Now Reading
Complete Guide To Datetime Parsing With Pandas

Complete Guide To Datetime Parsing With Pandas

datetime parsing cover art

Time-series analysis and forecasting is one of the most widely applied machine learning problems. It finds applications in weather forecasting, earthquake prediction, space science, e-commerce, stock market prediction, medical sciences, and signal processing. While dealing with a time-series dataset, the data may contain the date, month, day, and time in any format. This is because people tend to use different date and time formats. Moreover, Python assumes a non-numbered entry as an object and a numbered entry as an integer or float. Hence, it is important to inform Python about the date and time entries. 

In this tutorial, we learn how to parse datetime using the Pandas library. Pandas is famous for its datetime parsing, processing, analysis and plotting functions. 

Import necessary libraries.

 import numpy as np
 import pandas as pd
 import matplotlib.pyplot as plt 

A simple time-series data

Load some simple time-series data.

 url = 'https://raw.githubusercontent.com/RajkumarGalaxy/dataset/master/TimeSeries/Algerian_forest_fires.csv'
 forestfire = pd.read_csv(url)
 forestfire.sample(10) 

Output:

original time-series dataset

We observe that there are three separate columns for day, month and year. Let’s look at the data type of these attributes.

forestfire.info()

Output:

Day, month and year values are in integers. We have to convert them to the datetime64 data type.
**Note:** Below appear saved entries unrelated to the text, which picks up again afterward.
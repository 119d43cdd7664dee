// Copyright (c) AlphaVelocity.
// All rights reserved.
//
// This source code is licensed under the license found in the
// LICENSE file in the root directory of this source tree.

use carteira::engine::compute_balance;
use carteira::models::{Category, CategoryKind, PaidStatus, Recurrence, Transaction};
use chrono::NaiveDate;
use rust_decimal::Decimal;

fn date(s: &str) -> NaiveDate {
    NaiveDate::parse_from_str(s, "%Y-%m-%d").unwrap()
}

fn category(id: i64, kind: CategoryKind) -> Category {
    Category {
        id,
        user_id: Some(1),
        name: format!("cat-{id}"),
        description: None,
        kind,
        created_at: None,
        updated_at: None,
    }
}

fn tx(id: i64, category_id: i64, amount: i64, paid: bool) -> Transaction {
    Transaction {
        id,
        description: Some(format!("tx-{id}")),
        category_id,
        user_id: 1,
        card_id: None,
        amount: Decimal::from(amount),
        currency: "BRL".to_string(),
        occurred_at: date("2025-06-01"),
        due_date: date("2025-06-10"),
        is_recurring: Recurrence::OneTime,
        is_paid: if paid {
            PaidStatus::Paid
        } else {
            PaidStatus::Pending
        },
        created_at: None,
        updated_at: None,
    }
}

#[test]
fn paid_transactions_drive_the_balance() {
    let categories = vec![
        category(1, CategoryKind::Income),
        category(2, CategoryKind::Expense),
    ];
    let transactions = vec![
        tx(1, 1, 1000, true),
        tx(2, 2, 300, true),
        tx(3, 2, 50, false), // pending, must not contribute
    ];

    let balance = compute_balance(&transactions, &categories);
    assert_eq!(balance.income, Decimal::from(1000));
    assert_eq!(balance.expense, Decimal::from(300));
    assert_eq!(balance.investment, Decimal::ZERO);
    assert_eq!(balance.balance, Decimal::from(700));
}

#[test]
fn nothing_paid_means_zero_everywhere() {
    let categories = vec![
        category(1, CategoryKind::Income),
        category(2, CategoryKind::Expense),
        category(3, CategoryKind::Investment),
    ];
    let transactions = vec![
        tx(1, 1, 1000, false),
        tx(2, 2, 300, false),
        tx(3, 3, 200, false),
    ];

    let balance = compute_balance(&transactions, &categories);
    assert_eq!(balance.income, Decimal::ZERO);
    assert_eq!(balance.expense, Decimal::ZERO);
    assert_eq!(balance.investment, Decimal::ZERO);
    assert_eq!(balance.balance, Decimal::ZERO);
}

#[test]
fn unresolved_category_contributes_nothing() {
    let categories = vec![
        category(1, CategoryKind::Income),
        category(2, CategoryKind::Expense),
    ];
    let transactions = vec![
        tx(1, 1, 1000, true),
        tx(2, 2, 300, true),
        tx(3, 99, 500, true), // category 99 is not in the snapshot
    ];

    let balance = compute_balance(&transactions, &categories);
    assert_eq!(balance.income, Decimal::from(1000));
    assert_eq!(balance.expense, Decimal::from(300));
    assert_eq!(balance.investment, Decimal::ZERO);
    assert_eq!(balance.balance, Decimal::from(700));
}

#[test]
fn investments_reduce_available_cash() {
    let categories = vec![
        category(1, CategoryKind::Income),
        category(2, CategoryKind::Expense),
        category(3, CategoryKind::Investment),
    ];
    let transactions = vec![
        tx(1, 1, 5000, true),
        tx(2, 2, 1200, true),
        tx(3, 3, 800, true),
        tx(4, 2, 75, true),
    ];

    let balance = compute_balance(&transactions, &categories);
    assert_eq!(balance.income, Decimal::from(5000));
    assert_eq!(balance.expense, Decimal::from(1275));
    assert_eq!(balance.investment, Decimal::from(800));
    // Definitional identity, not just the concrete number.
    assert_eq!(
        balance.balance,
        balance.income - balance.expense - balance.investment
    );
    assert_eq!(balance.balance, Decimal::from(2925));
}

#[test]
fn empty_snapshot_is_a_zero_balance() {
    let balance = compute_balance(&[], &[]);
    assert_eq!(balance.income, Decimal::ZERO);
    assert_eq!(balance.balance, Decimal::ZERO);
}
// Copyright (c) AlphaVelocity.
// All rights reserved.
//
// This source code is licensed under the license found in the
// LICENSE file in the root directory of this source tree.

use std::collections::HashMap;

use chrono::NaiveDate;
use rust_decimal::Decimal;
use serde::{Deserialize, Serialize};
use thiserror::Error;

use crate::models::{Category, CategoryKind, Transaction};

pub const DEFAULT_RECENT_LIMIT: usize = 5;

#[derive(Debug, Error, PartialEq, Eq)]
pub enum FilterError {
    #[error("invalid {field} '{value}', expected YYYY-MM-DD")]
    InvalidDate { field: &'static str, value: String },
    #[error("invalid category filter '{0}', expected a numeric id or 'all'")]
    InvalidCategory(String),
    #[error("invalid card filter '{0}', expected a numeric id or 'all'")]
    InvalidCard(String),
    #[error("invalid paid filter '{0}', expected 'paid', 'pending' or 'all'")]
    InvalidPaid(String),
}

#[derive(Debug, Clone, Default, PartialEq, Eq, Serialize)]
pub struct Balance {
    pub income: Decimal,
    pub expense: Decimal,
    pub investment: Decimal,
    pub balance: Decimal,
}

#[derive(Debug, Clone, Default, PartialEq, Eq, Serialize)]
pub struct Summary {
    pub total_amount: Decimal,
    pub paid_amount: Decimal,
    pub pending_amount: Decimal,
    pub total_count: usize,
    pub paid_count: usize,
    pub pending_count: usize,
}

fn kind_index(categories: &[Category]) -> HashMap<i64, CategoryKind> {
    categories.iter().map(|c| (c.id, c.kind)).collect()
}

/// Typed totals over the paid portion of a transaction snapshot.
///
/// Only Paid transactions contribute. Each one's amount is accumulated under
/// its category's kind; `balance = income - expense - investment`, since an
/// investment is an outflow of available cash. A transaction whose category
/// id does not resolve within `categories` contributes zero to every total
/// (fail-open, never an error).
pub fn compute_balance(transactions: &[Transaction], categories: &[Category]) -> Balance {
    let kinds = kind_index(categories);
    let mut income = Decimal::ZERO;
    let mut expense = Decimal::ZERO;
    let mut investment = Decimal::ZERO;
    for tx in transactions {
        if !tx.is_paid.is_paid() {
            continue;
        }
        let Some(kind) = kinds.get(&tx.category_id) else {
            continue;
        };
        match kind {
            CategoryKind::Income => income += tx.amount,
            CategoryKind::Expense => expense += tx.amount,
            CategoryKind::Investment => investment += tx.amount,
        }
    }
    Balance {
        income,
        expense,
        investment,
        balance: income - expense - investment,
    }
}

/// The most recent expense-kind transactions, paid or not, newest occurrence
/// date first. The sort is stable, so same-day expenses keep their snapshot
/// order. Never returns more than `limit` items.
pub fn recent_expenses(
    transactions: &[Transaction],
    categories: &[Category],
    limit: usize,
) -> Vec<Transaction> {
    let kinds = kind_index(categories);
    let mut expenses: Vec<Transaction> = transactions
        .iter()
        .filter(|tx| kinds.get(&tx.category_id) == Some(&CategoryKind::Expense))
        .cloned()
        .collect();
    expenses.sort_by(|a, b| b.occurred_at.cmp(&a.occurred_at));
    expenses.truncate(limit);
    expenses
}

/// Filter values as they arrive from the boundary: ids as decimal strings or
/// "all", dates as "YYYY-MM-DD" or empty for unbounded, paid as
/// "paid"/"pending"/"all", search as a free-text needle. The defaults select
/// everything.
#[derive(Debug, Clone, PartialEq, Eq, Serialize, Deserialize)]
#[serde(default, rename_all = "camelCase")]
pub struct RawFilters {
    pub search: String,
    pub category_id: String,
    pub card_id: String,
    pub is_paid: String,
    pub start_date: String,
    pub end_date: String,
}

impl Default for RawFilters {
    fn default() -> Self {
        RawFilters {
            search: String::new(),
            category_id: "all".to_string(),
            card_id: "all".to_string(),
            is_paid: "all".to_string(),
            start_date: String::new(),
            end_date: String::new(),
        }
    }
}

#[derive(Debug, Clone, Copy, Default, PartialEq, Eq)]
pub enum PaidFilter {
    #[default]
    All,
    Paid,
    Pending,
}

#[derive(Debug, Clone, Default, PartialEq, Eq)]
pub struct FilterCriteria {
    pub category_id: Option<i64>,
    pub card_id: Option<i64>,
    pub paid: PaidFilter,
    pub start_date: Option<NaiveDate>,
    pub end_date: Option<NaiveDate>,
    pub search: Option<String>,
}

fn parse_id(
    value: &str,
    err: impl Fn(String) -> FilterError,
) -> Result<Option<i64>, FilterError> {
    match value {
        "" | "all" => Ok(None),
        other => other
            .parse::<i64>()
            .map(Some)
            .map_err(|_| err(other.to_string())),
    }
}

fn parse_bound(field: &'static str, value: &str) -> Result<Option<NaiveDate>, FilterError> {
    if value.is_empty() {
        return Ok(None);
    }
    NaiveDate::parse_from_str(value, "%Y-%m-%d")
        .map(Some)
        .map_err(|_| FilterError::InvalidDate {
            field,
            value: value.to_string(),
        })
}

impl TryFrom<&RawFilters> for FilterCriteria {
    type Error = FilterError;

    fn try_from(raw: &RawFilters) -> Result<Self, Self::Error> {
        let paid = match raw.is_paid.as_str() {
            "" | "all" => PaidFilter::All,
            "paid" => PaidFilter::Paid,
            "pending" => PaidFilter::Pending,
            other => return Err(FilterError::InvalidPaid(other.to_string())),
        };
        let search = raw.search.trim();
        Ok(FilterCriteria {
            category_id: parse_id(&raw.category_id, FilterError::InvalidCategory)?,
            card_id: parse_id(&raw.card_id, FilterError::InvalidCard)?,
            paid,
            start_date: parse_bound("start date", &raw.start_date)?,
            end_date: parse_bound("end date", &raw.end_date)?,
            search: if search.is_empty() {
                None
            } else {
                Some(search.to_lowercase())
            },
        })
    }
}

impl FilterCriteria {
    pub fn matches(&self, tx: &Transaction) -> bool {
        if let Some(id) = self.category_id {
            if tx.category_id != id {
                return false;
            }
        }
        if let Some(id) = self.card_id {
            if tx.card_id != Some(id) {
                return false;
            }
        }
        match self.paid {
            PaidFilter::All => {}
            PaidFilter::Paid => {
                if !tx.is_paid.is_paid() {
                    return false;
                }
            }
            PaidFilter::Pending => {
                if tx.is_paid.is_paid() {
                    return false;
                }
            }
        }
        // Date bounds are inclusive on the occurrence date.
        if let Some(start) = self.start_date {
            if tx.occurred_at < start {
                return false;
            }
        }
        if let Some(end) = self.end_date {
            if tx.occurred_at > end {
                return false;
            }
        }
        if let Some(needle) = self.search.as_deref() {
            let hit = tx
                .description
                .as_deref()
                .is_some_and(|d| d.to_lowercase().contains(needle));
            if !hit {
                return false;
            }
        }
        true
    }
}

/// AND of every active predicate over the full snapshot, preserving the
/// snapshot's relative order. Malformed criteria fail the whole operation
/// rather than silently matching everything.
pub fn apply_filters(
    transactions: &[Transaction],
    filters: &RawFilters,
) -> Result<Vec<Transaction>, FilterError> {
    let criteria = FilterCriteria::try_from(filters)?;
    Ok(transactions
        .iter()
        .filter(|tx| criteria.matches(tx))
        .cloned()
        .collect())
}

/// Total, paid, and pending amounts and counts over an already-filtered
/// list. Paid/pending is read straight off each transaction; no category
/// resolution is involved.
pub fn summarize(transactions: &[Transaction]) -> Summary {
    let mut summary = Summary::default();
    for tx in transactions {
        summary.total_amount += tx.amount;
        summary.total_count += 1;
        if tx.is_paid.is_paid() {
            summary.paid_amount += tx.amount;
            summary.paid_count += 1;
        } else {
            summary.pending_amount += tx.amount;
            summary.pending_count += 1;
        }
    }
    summary
}
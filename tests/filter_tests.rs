// Copyright (c) AlphaVelocity.
// All rights reserved.
//
// This source code is licensed under the license found in the
// LICENSE file in the root directory of this source tree.

use carteira::engine::{FilterError, RawFilters, apply_filters};
use carteira::models::{PaidStatus, Recurrence, Transaction};
use chrono::NaiveDate;
use rust_decimal::Decimal;

fn date(s: &str) -> NaiveDate {
    NaiveDate::parse_from_str(s, "%Y-%m-%d").unwrap()
}

fn tx(id: i64, category_id: i64, card_id: Option<i64>, paid: bool, day: &str) -> Transaction {
    Transaction {
        id,
        description: Some(format!("transaction number {id}")),
        category_id,
        user_id: 1,
        card_id,
        amount: Decimal::from(10 * id),
        currency: "BRL".to_string(),
        occurred_at: date(day),
        due_date: date(day),
        is_recurring: Recurrence::OneTime,
        is_paid: if paid {
            PaidStatus::Paid
        } else {
            PaidStatus::Pending
        },
        created_at: None,
        updated_at: None,
    }
}

fn snapshot() -> Vec<Transaction> {
    vec![
        tx(1, 1, None, true, "2025-03-01"),
        tx(2, 2, Some(7), true, "2025-03-05"),
        tx(3, 2, None, false, "2025-03-09"),
        tx(4, 3, Some(7), false, "2025-04-02"),
        tx(5, 1, Some(8), true, "2025-04-20"),
    ]
}

fn ids(transactions: &[Transaction]) -> Vec<i64> {
    transactions.iter().map(|t| t.id).collect()
}

#[test]
fn default_criteria_select_everything() {
    let all = snapshot();
    let filtered = apply_filters(&all, &RawFilters::default()).unwrap();
    assert_eq!(ids(&filtered), vec![1, 2, 3, 4, 5]);
}

#[test]
fn pending_filter_selects_only_unsettled() {
    let all = vec![
        tx(1, 1, None, true, "2025-03-01"),
        tx(2, 2, None, true, "2025-03-02"),
        tx(3, 2, None, false, "2025-03-03"),
    ];
    let filters = RawFilters {
        is_paid: "pending".to_string(),
        ..RawFilters::default()
    };
    let filtered = apply_filters(&all, &filters).unwrap();
    assert_eq!(ids(&filtered), vec![3]);
}

#[test]
fn filtering_is_idempotent() {
    let all = snapshot();
    let filters = RawFilters {
        is_paid: "paid".to_string(),
        start_date: "2025-03-01".to_string(),
        ..RawFilters::default()
    };
    let once = apply_filters(&all, &filters).unwrap();
    let twice = apply_filters(&once, &filters).unwrap();
    assert_eq!(ids(&once), ids(&twice));
}

#[test]
fn date_bounds_are_inclusive() {
    let all = snapshot();
    let filters = RawFilters {
        start_date: "2025-03-05".to_string(),
        end_date: "2025-04-02".to_string(),
        ..RawFilters::default()
    };
    let filtered = apply_filters(&all, &filters).unwrap();
    assert_eq!(ids(&filtered), vec![2, 3, 4]);
}

#[test]
fn start_beyond_every_transaction_is_empty_not_an_error() {
    let all = snapshot();
    let filters = RawFilters {
        start_date: "2030-01-01".to_string(),
        ..RawFilters::default()
    };
    let filtered = apply_filters(&all, &filters).unwrap();
    assert!(filtered.is_empty());
}

#[test]
fn unparseable_dates_fail_the_operation() {
    let all = snapshot();
    let filters = RawFilters {
        start_date: "03/01/2025".to_string(),
        ..RawFilters::default()
    };
    let err = apply_filters(&all, &filters).unwrap_err();
    assert_eq!(
        err,
        FilterError::InvalidDate {
            field: "start date",
            value: "03/01/2025".to_string(),
        }
    );
}

#[test]
fn malformed_ids_and_paid_flags_are_rejected() {
    let all = snapshot();
    let bad_category = RawFilters {
        category_id: "groceries".to_string(),
        ..RawFilters::default()
    };
    assert_eq!(
        apply_filters(&all, &bad_category).unwrap_err(),
        FilterError::InvalidCategory("groceries".to_string())
    );

    let bad_paid = RawFilters {
        is_paid: "settled".to_string(),
        ..RawFilters::default()
    };
    assert_eq!(
        apply_filters(&all, &bad_paid).unwrap_err(),
        FilterError::InvalidPaid("settled".to_string())
    );
}

#[test]
fn category_filter_is_an_exact_match() {
    let all = snapshot();
    let filters = RawFilters {
        category_id: "2".to_string(),
        ..RawFilters::default()
    };
    let filtered = apply_filters(&all, &filters).unwrap();
    assert_eq!(ids(&filtered), vec![2, 3]);
}

#[test]
fn card_filter_matches_the_card_and_skips_cash() {
    let all = snapshot();
    let filters = RawFilters {
        card_id: "7".to_string(),
        ..RawFilters::default()
    };
    let filtered = apply_filters(&all, &filters).unwrap();
    assert_eq!(ids(&filtered), vec![2, 4]);
}

#[test]
fn search_is_a_case_insensitive_substring() {
    let mut all = snapshot();
    all[0].description = Some("Supermarket RUN".to_string());
    all[2].description = None; // no description never matches

    let filters = RawFilters {
        search: "supermarket".to_string(),
        ..RawFilters::default()
    };
    let filtered = apply_filters(&all, &filters).unwrap();
    assert_eq!(ids(&filtered), vec![1]);
}

#[test]
fn combined_predicates_and_together_in_snapshot_order() {
    let all = snapshot();
    let filters = RawFilters {
        is_paid: "paid".to_string(),
        end_date: "2025-04-30".to_string(),
        ..RawFilters::default()
    };
    let filtered = apply_filters(&all, &filters).unwrap();
    // Stable filter: original relative order survives.
    assert_eq!(ids(&filtered), vec![1, 2, 5]);
}
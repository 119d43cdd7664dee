// Copyright (c) 2025 Soumyadip Sarkar.
// All rights reserved.
//
// This source code is licensed under the license found in the
// LICENSE file in the root directory of this source tree.

use anyhow::Result;
use chrono::Local;

use crate::api::ApiClient;
use crate::engine::{self, RawFilters};
use crate::models::{
    Card, Category, DEFAULT_CURRENCY, NewTransaction, PaidStatus, Recurrence, Transaction,
    TransactionPatch,
};
use crate::session::require_user;
use crate::utils::{fmt_money, maybe_print_json, parse_amount, parse_date, pretty_table};

pub fn handle(api: &ApiClient, m: &clap::ArgMatches) -> Result<()> {
    match m.subcommand() {
        Some(("add", sub)) => add(api, sub)?,
        Some(("list", sub)) => list(api, sub)?,
        Some(("edit", sub)) => edit(api, sub)?,
        Some(("rm", sub)) => rm(api, sub)?,
        Some(("pay", sub)) => pay(api, sub)?,
        _ => {}
    }
    Ok(())
}

/// Assemble the engine's filter record from the shared filter flags.
pub fn filters_from_args(sub: &clap::ArgMatches) -> RawFilters {
    RawFilters {
        search: sub.get_one::<String>("search").cloned().unwrap_or_default(),
        category_id: sub
            .get_one::<String>("category")
            .cloned()
            .unwrap_or_else(|| "all".to_string()),
        card_id: sub
            .get_one::<String>("card")
            .cloned()
            .unwrap_or_else(|| "all".to_string()),
        is_paid: sub
            .get_one::<String>("status")
            .cloned()
            .unwrap_or_else(|| "all".to_string()),
        start_date: sub.get_one::<String>("from").cloned().unwrap_or_default(),
        end_date: sub.get_one::<String>("to").cloned().unwrap_or_default(),
    }
}

fn add(api: &ApiClient, sub: &clap::ArgMatches) -> Result<()> {
    let user = require_user()?;
    let amount = parse_amount(sub.get_one::<String>("amount").unwrap())?;
    let occurred_at = match sub.get_one::<String>("date") {
        Some(d) => parse_date(d)?,
        None => Local::now().date_naive(),
    };
    let due_date = match sub.get_one::<String>("due") {
        Some(d) => parse_date(d)?,
        None => occurred_at,
    };
    let tx = NewTransaction {
        description: sub.get_one::<String>("description").map(|s| s.to_string()),
        category_id: *sub.get_one::<i64>("category").unwrap(),
        user_id: user.id,
        card_id: sub.get_one::<i64>("card").copied(),
        amount,
        currency: DEFAULT_CURRENCY.to_string(),
        occurred_at,
        due_date,
        is_recurring: if sub.get_flag("recurring") {
            Recurrence::Recurring
        } else {
            Recurrence::OneTime
        },
        is_paid: if sub.get_flag("paid") {
            PaidStatus::Paid
        } else {
            PaidStatus::Pending
        },
    };
    let created = api.create_transaction(&tx)?;
    println!(
        "Recorded {} on {} ('{}')",
        fmt_money(&created.amount, &created.currency),
        created.occurred_at,
        created.description.as_deref().unwrap_or("")
    );
    Ok(())
}

fn list(api: &ApiClient, sub: &clap::ArgMatches) -> Result<()> {
    let json_flag = sub.get_flag("json");
    let jsonl_flag = sub.get_flag("jsonl");
    let user = require_user()?;
    let transactions = api.transactions_by_user(user.id)?;
    let categories = api.categories_by_user(user.id)?;
    let cards = api.cards_by_user(user.id)?;

    let filters = filters_from_args(sub);
    let filtered = engine::apply_filters(&transactions, &filters)?;

    if !maybe_print_json(json_flag, jsonl_flag, &filtered)? {
        let rows = table_rows(&filtered, &categories, &cards);
        println!(
            "{}",
            pretty_table(
                &["Id", "Date", "Description", "Category", "Card", "Amount", "Status"],
                rows,
            )
        );
    }
    Ok(())
}

pub fn table_rows(
    transactions: &[Transaction],
    categories: &[Category],
    cards: &[Card],
) -> Vec<Vec<String>> {
    transactions
        .iter()
        .map(|t| {
            let category = categories
                .iter()
                .find(|c| c.id == t.category_id)
                .map(|c| c.name.clone())
                .unwrap_or_default();
            let card = match t.card_id {
                None => "cash".to_string(),
                Some(id) => cards
                    .iter()
                    .find(|c| c.id == id)
                    .map(|c| {
                        c.alias
                            .clone()
                            .or_else(|| c.issuer.clone())
                            .unwrap_or_else(|| c.masked_number())
                    })
                    .unwrap_or_default(),
            };
            vec![
                t.id.to_string(),
                t.occurred_at.to_string(),
                t.description.clone().unwrap_or_default(),
                category,
                card,
                fmt_money(&t.amount, &t.currency),
                match t.is_paid {
                    PaidStatus::Paid => "paid".to_string(),
                    PaidStatus::Pending => "pending".to_string(),
                },
            ]
        })
        .collect()
}

fn edit(api: &ApiClient, sub: &clap::ArgMatches) -> Result<()> {
    require_user()?;
    let id = *sub.get_one::<i64>("id").unwrap();
    let amount = match sub.get_one::<String>("amount") {
        Some(a) => Some(parse_amount(a)?),
        None => None,
    };
    let occurred_at = match sub.get_one::<String>("date") {
        Some(d) => Some(parse_date(d)?),
        None => None,
    };
    let due_date = match sub.get_one::<String>("due") {
        Some(d) => Some(parse_date(d)?),
        None => None,
    };
    let patch = TransactionPatch {
        description: sub.get_one::<String>("description").map(|s| s.to_string()),
        category_id: sub.get_one::<i64>("category").copied(),
        card_id: sub.get_one::<i64>("card").copied(),
        amount,
        currency: None,
        occurred_at,
        due_date,
        is_recurring: sub.get_one::<String>("recurring").map(|s| {
            if s == "y" {
                Recurrence::Recurring
            } else {
                Recurrence::OneTime
            }
        }),
        // Settlement only moves through 'tx pay'.
        is_paid: None,
    };
    let updated = api.update_transaction(id, &patch)?;
    println!("Updated transaction {}", updated.id);
    Ok(())
}

fn rm(api: &ApiClient, sub: &clap::ArgMatches) -> Result<()> {
    require_user()?;
    let id = *sub.get_one::<i64>("id").unwrap();
    api.delete_transaction(id)?;
    println!("Removed transaction {}", id);
    Ok(())
}

fn pay(api: &ApiClient, sub: &clap::ArgMatches) -> Result<()> {
    require_user()?;
    let id = *sub.get_one::<i64>("id").unwrap();
    let paid = api.pay_transaction(id)?;
    println!(
        "Transaction {} marked as paid ({})",
        paid.id,
        fmt_money(&paid.amount, &paid.currency)
    );
    Ok(())
}
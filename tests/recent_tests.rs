// Copyright (c) AlphaVelocity.
// All rights reserved.
//
// This source code is licensed under the license found in the
// LICENSE file in the root directory of this source tree.

use carteira::engine::{DEFAULT_RECENT_LIMIT, recent_expenses};
use carteira::models::{Category, CategoryKind, PaidStatus, Recurrence, Transaction};
use chrono::NaiveDate;
use rust_decimal::Decimal;

fn date(s: &str) -> NaiveDate {
    NaiveDate::parse_from_str(s, "%Y-%m-%d").unwrap()
}

fn category(id: i64, kind: CategoryKind) -> Category {
    Category {
        id,
        user_id: Some(1),
        name: format!("cat-{id}"),
        description: None,
        kind,
        created_at: None,
        updated_at: None,
    }
}

fn tx(id: i64, category_id: i64, paid: bool, day: &str) -> Transaction {
    Transaction {
        id,
        description: None,
        category_id,
        user_id: 1,
        card_id: None,
        amount: Decimal::from(id),
        currency: "BRL".to_string(),
        occurred_at: date(day),
        due_date: date(day),
        is_recurring: Recurrence::OneTime,
        is_paid: if paid {
            PaidStatus::Paid
        } else {
            PaidStatus::Pending
        },
        created_at: None,
        updated_at: None,
    }
}

#[test]
fn only_expense_kind_transactions_show_up() {
    let categories = vec![
        category(1, CategoryKind::Income),
        category(2, CategoryKind::Expense),
        category(3, CategoryKind::Investment),
    ];
    let transactions = vec![
        tx(1, 1, true, "2025-05-01"),
        tx(2, 2, true, "2025-05-02"),
        tx(3, 3, true, "2025-05-03"),
        tx(4, 2, false, "2025-05-04"), // pending expenses count too
    ];

    let recent = recent_expenses(&transactions, &categories, DEFAULT_RECENT_LIMIT);
    let ids: Vec<i64> = recent.iter().map(|t| t.id).collect();
    assert_eq!(ids, vec![4, 2]);
}

#[test]
fn never_more_than_the_limit() {
    let categories = vec![category(2, CategoryKind::Expense)];
    let transactions: Vec<Transaction> = (1..=10)
        .map(|i| tx(i, 2, true, &format!("2025-05-{:02}", i)))
        .collect();

    let recent = recent_expenses(&transactions, &categories, 3);
    assert_eq!(recent.len(), 3);
    let ids: Vec<i64> = recent.iter().map(|t| t.id).collect();
    assert_eq!(ids, vec![10, 9, 8]);
}

#[test]
fn same_day_expenses_keep_their_snapshot_order() {
    let categories = vec![category(2, CategoryKind::Expense)];
    let transactions = vec![
        tx(1, 2, true, "2025-05-01"),
        tx(2, 2, true, "2025-05-03"),
        tx(3, 2, true, "2025-05-03"),
        tx(4, 2, true, "2025-05-02"),
    ];

    let recent = recent_expenses(&transactions, &categories, 10);
    let ids: Vec<i64> = recent.iter().map(|t| t.id).collect();
    assert_eq!(ids, vec![2, 3, 4, 1]);
}

#[test]
fn unresolved_categories_are_not_expenses() {
    let categories = vec![category(2, CategoryKind::Expense)];
    let transactions = vec![
        tx(1, 2, true, "2025-05-01"),
        tx(2, 99, true, "2025-05-02"), // unknown category
    ];

    let recent = recent_expenses(&transactions, &categories, 10);
    let ids: Vec<i64> = recent.iter().map(|t| t.id).collect();
    assert_eq!(ids, vec![1]);
}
 forestfire['date'] = pd.to_datetime(forestfire[['day', 'month', 'year']])
 forestfire.head() 

Output:

parsed date

We used the to_datetime method available in Pandas to parse the day, month and year columns into a single date column. We can drop the first three columns as they are redundant.  Further, we can check attributes’ data types

 forestfire.drop(columns=['day','month','year'], inplace=True)
 forestfire.info() 

Output:

The parsed date can be broken down into elements, i.e., day, month and year back.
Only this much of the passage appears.